• **Exercise aim**
Please retype, unchanged, each line from the top of the material below through the line where "a standalone SVG." appears.

• **Provided entries**

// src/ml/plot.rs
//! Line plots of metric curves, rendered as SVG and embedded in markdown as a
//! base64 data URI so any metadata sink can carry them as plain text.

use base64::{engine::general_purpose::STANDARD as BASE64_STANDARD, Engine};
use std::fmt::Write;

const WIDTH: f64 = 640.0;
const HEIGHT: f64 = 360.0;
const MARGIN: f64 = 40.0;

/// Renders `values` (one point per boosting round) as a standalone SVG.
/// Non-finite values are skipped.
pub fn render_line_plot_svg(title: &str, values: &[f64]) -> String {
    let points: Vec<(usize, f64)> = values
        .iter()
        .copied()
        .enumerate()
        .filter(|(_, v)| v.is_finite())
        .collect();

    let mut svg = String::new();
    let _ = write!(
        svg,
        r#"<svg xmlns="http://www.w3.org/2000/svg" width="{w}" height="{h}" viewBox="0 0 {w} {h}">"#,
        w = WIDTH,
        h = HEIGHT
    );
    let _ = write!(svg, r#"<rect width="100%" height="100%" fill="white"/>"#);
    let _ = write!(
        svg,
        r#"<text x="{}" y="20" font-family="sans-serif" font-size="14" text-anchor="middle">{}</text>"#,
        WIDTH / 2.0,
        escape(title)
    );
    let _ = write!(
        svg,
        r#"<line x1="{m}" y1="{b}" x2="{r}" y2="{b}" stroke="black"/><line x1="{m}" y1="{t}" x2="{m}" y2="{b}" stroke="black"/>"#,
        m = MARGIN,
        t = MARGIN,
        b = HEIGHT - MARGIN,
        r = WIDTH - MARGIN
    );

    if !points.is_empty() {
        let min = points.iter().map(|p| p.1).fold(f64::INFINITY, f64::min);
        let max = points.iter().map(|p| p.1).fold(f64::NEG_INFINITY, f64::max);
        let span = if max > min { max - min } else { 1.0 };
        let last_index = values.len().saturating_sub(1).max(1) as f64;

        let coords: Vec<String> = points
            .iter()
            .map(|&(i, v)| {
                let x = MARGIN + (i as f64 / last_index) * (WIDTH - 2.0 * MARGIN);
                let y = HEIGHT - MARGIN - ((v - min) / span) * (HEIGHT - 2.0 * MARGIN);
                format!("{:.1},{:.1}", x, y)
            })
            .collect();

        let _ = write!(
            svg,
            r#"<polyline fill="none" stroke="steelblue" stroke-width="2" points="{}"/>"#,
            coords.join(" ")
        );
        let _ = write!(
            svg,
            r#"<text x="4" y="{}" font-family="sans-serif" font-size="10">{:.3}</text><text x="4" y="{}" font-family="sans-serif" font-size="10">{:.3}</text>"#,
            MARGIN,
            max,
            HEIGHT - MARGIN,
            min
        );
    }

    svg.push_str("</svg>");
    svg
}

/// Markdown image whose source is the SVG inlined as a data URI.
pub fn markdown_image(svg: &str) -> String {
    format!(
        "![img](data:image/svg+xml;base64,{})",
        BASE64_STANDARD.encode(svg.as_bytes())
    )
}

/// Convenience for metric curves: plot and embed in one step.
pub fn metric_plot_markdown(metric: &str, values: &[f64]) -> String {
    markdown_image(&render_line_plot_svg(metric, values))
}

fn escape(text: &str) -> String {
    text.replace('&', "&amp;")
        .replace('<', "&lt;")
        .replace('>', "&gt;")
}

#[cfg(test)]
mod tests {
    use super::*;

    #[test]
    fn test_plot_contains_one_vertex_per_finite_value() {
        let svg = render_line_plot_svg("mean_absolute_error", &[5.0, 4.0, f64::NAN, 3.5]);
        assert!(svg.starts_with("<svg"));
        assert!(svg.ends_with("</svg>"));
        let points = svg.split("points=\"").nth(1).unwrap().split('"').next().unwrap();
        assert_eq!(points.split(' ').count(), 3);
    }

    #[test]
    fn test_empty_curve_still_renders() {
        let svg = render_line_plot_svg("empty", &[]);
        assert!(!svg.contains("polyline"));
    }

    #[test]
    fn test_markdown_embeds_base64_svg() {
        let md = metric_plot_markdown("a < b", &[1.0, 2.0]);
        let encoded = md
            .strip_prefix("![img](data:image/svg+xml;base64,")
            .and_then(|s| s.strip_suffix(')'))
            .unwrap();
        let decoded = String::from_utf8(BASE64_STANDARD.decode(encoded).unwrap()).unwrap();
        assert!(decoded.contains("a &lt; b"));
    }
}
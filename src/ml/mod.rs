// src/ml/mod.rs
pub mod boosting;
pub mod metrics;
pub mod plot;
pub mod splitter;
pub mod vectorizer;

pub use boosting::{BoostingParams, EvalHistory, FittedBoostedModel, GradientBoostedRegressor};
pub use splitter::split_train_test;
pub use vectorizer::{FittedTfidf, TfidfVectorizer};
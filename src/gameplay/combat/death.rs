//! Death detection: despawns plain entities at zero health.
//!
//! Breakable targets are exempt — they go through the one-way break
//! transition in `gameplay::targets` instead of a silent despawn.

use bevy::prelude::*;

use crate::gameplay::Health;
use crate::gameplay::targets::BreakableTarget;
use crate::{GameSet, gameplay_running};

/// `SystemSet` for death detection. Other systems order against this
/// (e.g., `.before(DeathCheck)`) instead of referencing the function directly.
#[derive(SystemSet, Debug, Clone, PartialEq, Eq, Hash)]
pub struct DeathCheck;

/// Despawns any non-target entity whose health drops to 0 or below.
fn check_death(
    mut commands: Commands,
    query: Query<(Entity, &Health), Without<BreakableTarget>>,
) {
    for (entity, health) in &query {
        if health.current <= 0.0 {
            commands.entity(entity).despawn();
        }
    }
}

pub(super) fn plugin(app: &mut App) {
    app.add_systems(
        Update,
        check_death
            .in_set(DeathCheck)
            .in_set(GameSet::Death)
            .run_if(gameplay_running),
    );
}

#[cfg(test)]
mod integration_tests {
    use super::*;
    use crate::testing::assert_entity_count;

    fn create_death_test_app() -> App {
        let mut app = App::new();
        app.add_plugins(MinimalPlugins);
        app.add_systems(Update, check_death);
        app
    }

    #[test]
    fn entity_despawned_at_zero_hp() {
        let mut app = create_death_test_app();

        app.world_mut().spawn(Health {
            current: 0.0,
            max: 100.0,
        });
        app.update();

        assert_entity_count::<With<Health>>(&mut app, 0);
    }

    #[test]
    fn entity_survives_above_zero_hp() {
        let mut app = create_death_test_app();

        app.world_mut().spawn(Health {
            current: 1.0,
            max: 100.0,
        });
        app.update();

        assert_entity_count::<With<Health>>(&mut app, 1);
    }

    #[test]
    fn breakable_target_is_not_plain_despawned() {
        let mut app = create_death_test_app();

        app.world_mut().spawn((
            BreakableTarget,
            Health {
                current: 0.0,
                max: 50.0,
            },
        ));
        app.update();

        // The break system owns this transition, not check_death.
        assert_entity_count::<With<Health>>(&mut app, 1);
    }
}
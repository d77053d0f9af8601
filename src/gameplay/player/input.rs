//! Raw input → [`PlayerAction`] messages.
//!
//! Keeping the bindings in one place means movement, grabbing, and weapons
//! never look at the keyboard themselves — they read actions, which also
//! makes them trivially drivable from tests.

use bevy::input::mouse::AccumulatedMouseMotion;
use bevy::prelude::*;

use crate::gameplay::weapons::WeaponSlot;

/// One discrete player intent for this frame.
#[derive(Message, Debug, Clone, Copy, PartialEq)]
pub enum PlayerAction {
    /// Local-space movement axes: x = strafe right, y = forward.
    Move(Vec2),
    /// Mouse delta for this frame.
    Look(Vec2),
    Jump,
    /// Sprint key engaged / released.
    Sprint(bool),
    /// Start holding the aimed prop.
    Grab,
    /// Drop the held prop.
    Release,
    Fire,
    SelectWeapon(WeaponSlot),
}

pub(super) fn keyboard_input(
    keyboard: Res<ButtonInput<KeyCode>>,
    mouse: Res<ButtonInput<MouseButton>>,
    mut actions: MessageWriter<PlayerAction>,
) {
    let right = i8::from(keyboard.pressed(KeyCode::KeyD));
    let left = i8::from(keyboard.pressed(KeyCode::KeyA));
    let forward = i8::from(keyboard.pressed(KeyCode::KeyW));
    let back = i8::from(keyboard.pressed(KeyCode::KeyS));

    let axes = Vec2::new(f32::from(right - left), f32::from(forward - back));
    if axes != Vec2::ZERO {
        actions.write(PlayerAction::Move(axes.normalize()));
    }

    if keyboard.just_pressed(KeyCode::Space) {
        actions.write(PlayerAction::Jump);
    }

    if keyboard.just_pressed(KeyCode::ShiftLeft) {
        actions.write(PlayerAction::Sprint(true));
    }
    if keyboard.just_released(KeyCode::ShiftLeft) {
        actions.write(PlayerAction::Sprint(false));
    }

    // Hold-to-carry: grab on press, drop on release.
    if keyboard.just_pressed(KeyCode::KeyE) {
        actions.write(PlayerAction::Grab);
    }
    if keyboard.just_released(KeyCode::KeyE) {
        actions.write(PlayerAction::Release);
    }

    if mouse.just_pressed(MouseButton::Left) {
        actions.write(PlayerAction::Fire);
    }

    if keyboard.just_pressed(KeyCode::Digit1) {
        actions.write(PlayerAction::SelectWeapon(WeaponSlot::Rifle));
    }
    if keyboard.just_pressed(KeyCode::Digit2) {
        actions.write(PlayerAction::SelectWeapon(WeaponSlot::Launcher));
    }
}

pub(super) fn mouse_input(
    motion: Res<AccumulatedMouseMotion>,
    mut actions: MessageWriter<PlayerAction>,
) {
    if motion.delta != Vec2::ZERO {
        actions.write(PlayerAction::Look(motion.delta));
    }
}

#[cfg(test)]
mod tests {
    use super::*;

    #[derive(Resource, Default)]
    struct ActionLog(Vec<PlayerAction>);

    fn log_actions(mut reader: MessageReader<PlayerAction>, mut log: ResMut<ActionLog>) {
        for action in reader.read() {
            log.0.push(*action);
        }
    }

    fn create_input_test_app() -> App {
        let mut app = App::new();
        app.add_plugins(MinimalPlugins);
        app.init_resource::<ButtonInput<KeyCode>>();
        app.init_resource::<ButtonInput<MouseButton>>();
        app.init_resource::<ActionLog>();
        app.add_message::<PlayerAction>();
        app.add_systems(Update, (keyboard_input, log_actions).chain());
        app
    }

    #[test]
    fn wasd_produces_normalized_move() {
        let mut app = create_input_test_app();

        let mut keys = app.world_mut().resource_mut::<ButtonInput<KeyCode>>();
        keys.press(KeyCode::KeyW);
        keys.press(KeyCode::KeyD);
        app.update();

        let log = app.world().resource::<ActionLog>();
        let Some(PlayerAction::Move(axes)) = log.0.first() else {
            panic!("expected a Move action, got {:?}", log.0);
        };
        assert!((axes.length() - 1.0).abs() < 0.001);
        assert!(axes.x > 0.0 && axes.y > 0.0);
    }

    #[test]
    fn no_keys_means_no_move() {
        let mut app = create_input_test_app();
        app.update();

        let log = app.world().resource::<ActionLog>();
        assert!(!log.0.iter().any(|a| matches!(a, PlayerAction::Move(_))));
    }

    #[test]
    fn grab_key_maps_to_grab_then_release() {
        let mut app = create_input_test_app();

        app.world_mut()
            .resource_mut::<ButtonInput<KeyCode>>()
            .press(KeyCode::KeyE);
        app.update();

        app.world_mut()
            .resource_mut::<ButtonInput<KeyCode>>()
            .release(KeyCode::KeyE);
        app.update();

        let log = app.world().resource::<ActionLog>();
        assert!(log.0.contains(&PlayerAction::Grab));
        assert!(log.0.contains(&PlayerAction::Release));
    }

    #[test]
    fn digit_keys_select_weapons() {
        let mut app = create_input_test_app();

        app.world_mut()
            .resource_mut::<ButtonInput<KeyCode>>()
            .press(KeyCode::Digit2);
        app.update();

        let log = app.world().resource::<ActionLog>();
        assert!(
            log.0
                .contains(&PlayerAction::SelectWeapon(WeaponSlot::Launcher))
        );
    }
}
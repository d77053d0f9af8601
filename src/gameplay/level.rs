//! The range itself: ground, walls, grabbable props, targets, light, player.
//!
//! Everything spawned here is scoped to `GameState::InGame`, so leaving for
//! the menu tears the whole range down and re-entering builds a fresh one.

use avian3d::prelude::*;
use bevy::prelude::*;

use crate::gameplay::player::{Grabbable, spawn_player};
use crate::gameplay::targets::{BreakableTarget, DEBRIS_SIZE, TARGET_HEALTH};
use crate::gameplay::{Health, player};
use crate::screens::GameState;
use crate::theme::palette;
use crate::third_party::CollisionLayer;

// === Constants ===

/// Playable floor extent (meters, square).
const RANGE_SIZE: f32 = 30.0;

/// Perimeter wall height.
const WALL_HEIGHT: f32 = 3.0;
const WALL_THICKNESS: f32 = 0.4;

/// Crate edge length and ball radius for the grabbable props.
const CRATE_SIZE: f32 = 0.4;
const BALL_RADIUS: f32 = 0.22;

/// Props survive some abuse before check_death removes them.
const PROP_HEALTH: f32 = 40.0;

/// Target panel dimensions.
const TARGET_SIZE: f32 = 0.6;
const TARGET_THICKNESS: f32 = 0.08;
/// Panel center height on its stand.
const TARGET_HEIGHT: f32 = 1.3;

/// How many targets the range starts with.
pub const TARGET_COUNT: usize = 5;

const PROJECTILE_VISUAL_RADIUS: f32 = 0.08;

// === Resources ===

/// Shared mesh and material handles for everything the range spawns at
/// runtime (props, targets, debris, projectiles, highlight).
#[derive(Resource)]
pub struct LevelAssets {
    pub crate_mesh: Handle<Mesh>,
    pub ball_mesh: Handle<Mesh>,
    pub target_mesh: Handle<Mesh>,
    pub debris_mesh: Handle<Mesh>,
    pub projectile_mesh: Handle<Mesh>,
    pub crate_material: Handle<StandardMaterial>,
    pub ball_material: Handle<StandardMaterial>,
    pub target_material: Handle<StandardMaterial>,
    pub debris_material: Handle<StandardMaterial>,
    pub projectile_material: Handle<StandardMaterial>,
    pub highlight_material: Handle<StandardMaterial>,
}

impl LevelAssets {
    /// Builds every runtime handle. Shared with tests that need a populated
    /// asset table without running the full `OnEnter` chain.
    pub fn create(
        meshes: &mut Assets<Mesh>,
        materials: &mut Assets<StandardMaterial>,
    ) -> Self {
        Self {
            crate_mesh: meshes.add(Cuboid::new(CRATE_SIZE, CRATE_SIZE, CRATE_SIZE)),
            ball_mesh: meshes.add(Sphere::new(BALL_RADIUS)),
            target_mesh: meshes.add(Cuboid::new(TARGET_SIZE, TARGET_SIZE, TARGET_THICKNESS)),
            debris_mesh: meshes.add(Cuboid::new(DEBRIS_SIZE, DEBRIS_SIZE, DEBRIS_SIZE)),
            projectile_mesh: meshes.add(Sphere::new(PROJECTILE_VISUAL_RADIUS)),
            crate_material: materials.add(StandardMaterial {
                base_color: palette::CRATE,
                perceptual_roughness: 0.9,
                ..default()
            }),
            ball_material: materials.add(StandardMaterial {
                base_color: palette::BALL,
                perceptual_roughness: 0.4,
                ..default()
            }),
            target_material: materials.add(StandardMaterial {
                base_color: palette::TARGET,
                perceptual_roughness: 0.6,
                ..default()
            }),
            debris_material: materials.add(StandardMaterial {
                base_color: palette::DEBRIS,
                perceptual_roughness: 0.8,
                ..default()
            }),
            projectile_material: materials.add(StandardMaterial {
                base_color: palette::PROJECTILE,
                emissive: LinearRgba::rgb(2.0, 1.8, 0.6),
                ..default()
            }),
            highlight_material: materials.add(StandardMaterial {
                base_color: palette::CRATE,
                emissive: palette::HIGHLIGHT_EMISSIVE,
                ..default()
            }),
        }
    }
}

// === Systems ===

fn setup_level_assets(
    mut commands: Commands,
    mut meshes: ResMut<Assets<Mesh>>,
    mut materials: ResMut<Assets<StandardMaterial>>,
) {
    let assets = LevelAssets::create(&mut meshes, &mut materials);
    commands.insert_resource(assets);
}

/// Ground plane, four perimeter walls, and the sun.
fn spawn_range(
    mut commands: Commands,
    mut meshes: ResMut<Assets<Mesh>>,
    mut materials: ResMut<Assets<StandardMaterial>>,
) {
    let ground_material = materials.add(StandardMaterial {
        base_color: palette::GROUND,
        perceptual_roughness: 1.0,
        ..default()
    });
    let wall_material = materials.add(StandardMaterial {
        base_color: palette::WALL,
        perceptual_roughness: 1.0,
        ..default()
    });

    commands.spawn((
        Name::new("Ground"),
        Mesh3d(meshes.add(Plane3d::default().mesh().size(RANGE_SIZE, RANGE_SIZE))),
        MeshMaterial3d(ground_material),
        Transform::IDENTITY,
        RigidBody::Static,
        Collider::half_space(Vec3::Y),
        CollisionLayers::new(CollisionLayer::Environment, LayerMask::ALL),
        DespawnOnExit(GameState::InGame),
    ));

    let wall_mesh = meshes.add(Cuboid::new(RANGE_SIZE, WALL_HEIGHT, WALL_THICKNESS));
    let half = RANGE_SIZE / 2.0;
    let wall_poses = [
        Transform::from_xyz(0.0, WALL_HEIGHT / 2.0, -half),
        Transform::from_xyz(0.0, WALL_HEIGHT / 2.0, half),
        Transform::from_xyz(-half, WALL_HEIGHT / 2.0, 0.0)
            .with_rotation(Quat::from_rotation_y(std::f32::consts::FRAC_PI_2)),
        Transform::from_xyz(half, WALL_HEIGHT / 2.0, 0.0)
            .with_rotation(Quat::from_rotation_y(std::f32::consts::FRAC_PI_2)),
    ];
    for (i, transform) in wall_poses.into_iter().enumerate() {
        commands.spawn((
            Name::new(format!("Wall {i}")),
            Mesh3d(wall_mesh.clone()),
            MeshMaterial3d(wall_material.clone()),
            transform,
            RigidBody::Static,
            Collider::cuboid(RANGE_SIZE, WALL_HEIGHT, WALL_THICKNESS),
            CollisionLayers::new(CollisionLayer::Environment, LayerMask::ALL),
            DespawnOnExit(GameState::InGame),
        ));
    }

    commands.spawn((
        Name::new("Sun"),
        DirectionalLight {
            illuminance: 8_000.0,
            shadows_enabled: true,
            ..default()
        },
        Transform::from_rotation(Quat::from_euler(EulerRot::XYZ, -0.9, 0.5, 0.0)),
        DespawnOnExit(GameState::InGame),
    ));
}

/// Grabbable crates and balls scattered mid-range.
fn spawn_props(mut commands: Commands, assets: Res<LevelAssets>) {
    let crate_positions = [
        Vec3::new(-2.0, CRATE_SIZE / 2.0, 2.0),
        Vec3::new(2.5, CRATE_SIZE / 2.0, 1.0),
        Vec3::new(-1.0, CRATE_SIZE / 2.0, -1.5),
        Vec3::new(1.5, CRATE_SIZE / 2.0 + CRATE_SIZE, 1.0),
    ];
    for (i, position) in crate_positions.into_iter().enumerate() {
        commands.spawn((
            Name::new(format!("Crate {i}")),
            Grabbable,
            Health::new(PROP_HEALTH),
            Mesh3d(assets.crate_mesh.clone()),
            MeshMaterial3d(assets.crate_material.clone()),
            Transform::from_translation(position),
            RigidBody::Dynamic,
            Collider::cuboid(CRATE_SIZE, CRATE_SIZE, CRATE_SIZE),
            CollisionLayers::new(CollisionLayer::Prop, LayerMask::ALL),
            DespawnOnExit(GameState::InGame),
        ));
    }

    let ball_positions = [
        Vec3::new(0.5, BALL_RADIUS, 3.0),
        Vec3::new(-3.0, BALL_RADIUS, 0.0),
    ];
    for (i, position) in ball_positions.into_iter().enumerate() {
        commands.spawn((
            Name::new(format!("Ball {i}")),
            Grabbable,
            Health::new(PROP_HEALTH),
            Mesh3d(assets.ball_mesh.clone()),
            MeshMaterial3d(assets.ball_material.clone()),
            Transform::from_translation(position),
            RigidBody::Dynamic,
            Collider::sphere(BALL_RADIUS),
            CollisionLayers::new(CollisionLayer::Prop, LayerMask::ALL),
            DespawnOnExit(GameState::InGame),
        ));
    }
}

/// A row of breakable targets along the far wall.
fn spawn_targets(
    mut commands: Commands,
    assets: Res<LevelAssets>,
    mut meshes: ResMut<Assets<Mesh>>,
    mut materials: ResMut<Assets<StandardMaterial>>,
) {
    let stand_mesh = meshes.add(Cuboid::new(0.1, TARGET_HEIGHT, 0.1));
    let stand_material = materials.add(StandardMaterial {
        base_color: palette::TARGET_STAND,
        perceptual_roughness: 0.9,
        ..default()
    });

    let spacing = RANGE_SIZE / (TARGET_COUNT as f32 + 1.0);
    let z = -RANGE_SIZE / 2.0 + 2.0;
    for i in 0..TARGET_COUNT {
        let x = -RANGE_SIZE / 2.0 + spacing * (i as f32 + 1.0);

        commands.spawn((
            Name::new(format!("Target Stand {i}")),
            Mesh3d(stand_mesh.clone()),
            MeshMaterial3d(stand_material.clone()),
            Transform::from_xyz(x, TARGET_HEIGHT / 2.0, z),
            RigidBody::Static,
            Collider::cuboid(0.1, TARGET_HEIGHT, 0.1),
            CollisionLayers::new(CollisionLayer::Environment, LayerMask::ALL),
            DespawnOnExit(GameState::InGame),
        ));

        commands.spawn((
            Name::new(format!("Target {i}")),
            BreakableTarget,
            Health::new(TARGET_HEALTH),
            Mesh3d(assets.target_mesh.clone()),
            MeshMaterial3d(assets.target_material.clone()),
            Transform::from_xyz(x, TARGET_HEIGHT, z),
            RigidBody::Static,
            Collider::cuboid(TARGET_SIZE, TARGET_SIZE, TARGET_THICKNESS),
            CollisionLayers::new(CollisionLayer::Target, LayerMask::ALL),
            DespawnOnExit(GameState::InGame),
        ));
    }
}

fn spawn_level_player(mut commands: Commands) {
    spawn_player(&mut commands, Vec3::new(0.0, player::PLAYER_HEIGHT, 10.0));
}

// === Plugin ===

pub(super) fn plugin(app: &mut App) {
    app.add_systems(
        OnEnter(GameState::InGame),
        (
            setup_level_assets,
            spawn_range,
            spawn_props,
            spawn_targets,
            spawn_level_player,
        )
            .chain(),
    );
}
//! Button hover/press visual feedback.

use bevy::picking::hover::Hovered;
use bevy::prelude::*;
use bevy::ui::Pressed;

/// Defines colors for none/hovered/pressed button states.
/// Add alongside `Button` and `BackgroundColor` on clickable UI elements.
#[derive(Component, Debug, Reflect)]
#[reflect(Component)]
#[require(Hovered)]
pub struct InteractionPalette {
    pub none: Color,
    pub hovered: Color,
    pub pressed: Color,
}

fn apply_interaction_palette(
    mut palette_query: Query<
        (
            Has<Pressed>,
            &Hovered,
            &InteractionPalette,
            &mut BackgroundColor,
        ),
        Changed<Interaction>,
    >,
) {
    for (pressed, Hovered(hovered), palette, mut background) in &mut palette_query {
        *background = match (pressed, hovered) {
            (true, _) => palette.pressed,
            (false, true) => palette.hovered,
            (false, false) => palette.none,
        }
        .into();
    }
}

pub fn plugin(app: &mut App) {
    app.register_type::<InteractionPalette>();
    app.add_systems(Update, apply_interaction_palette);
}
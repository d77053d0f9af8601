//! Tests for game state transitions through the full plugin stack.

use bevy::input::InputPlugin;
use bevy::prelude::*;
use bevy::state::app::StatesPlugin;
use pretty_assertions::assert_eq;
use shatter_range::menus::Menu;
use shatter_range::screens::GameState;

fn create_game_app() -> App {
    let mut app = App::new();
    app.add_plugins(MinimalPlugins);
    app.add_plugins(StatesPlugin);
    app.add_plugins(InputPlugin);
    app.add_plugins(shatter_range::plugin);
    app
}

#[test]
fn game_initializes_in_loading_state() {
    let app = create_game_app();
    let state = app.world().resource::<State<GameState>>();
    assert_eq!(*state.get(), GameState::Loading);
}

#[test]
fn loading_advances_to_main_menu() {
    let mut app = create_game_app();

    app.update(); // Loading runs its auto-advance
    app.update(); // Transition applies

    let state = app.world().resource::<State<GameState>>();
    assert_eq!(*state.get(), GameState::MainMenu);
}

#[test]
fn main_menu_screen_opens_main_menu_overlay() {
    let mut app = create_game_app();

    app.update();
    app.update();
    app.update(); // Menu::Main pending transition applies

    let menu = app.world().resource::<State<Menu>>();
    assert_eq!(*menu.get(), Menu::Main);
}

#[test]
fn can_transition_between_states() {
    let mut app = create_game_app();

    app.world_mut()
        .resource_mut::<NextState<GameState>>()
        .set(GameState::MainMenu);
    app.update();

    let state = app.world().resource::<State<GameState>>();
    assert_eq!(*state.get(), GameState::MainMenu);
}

• **Solution to the exercise**
// src/ml/plot.rs
//! Line plots of metric curves, rendered as SVG and embedded in markdown as a
//! base64 data URI so any metadata sink can carry them as plain text.

use base64::{engine::general_purpose::STANDARD as BASE64_STANDARD, Engine};
use std::fmt::Write;

const WIDTH: f64 = 640.0;
const HEIGHT: f64 = 360.0;
const MARGIN: f64 = 40.0;

/// Renders `values` (one point per boosting round) as a standalone SVG.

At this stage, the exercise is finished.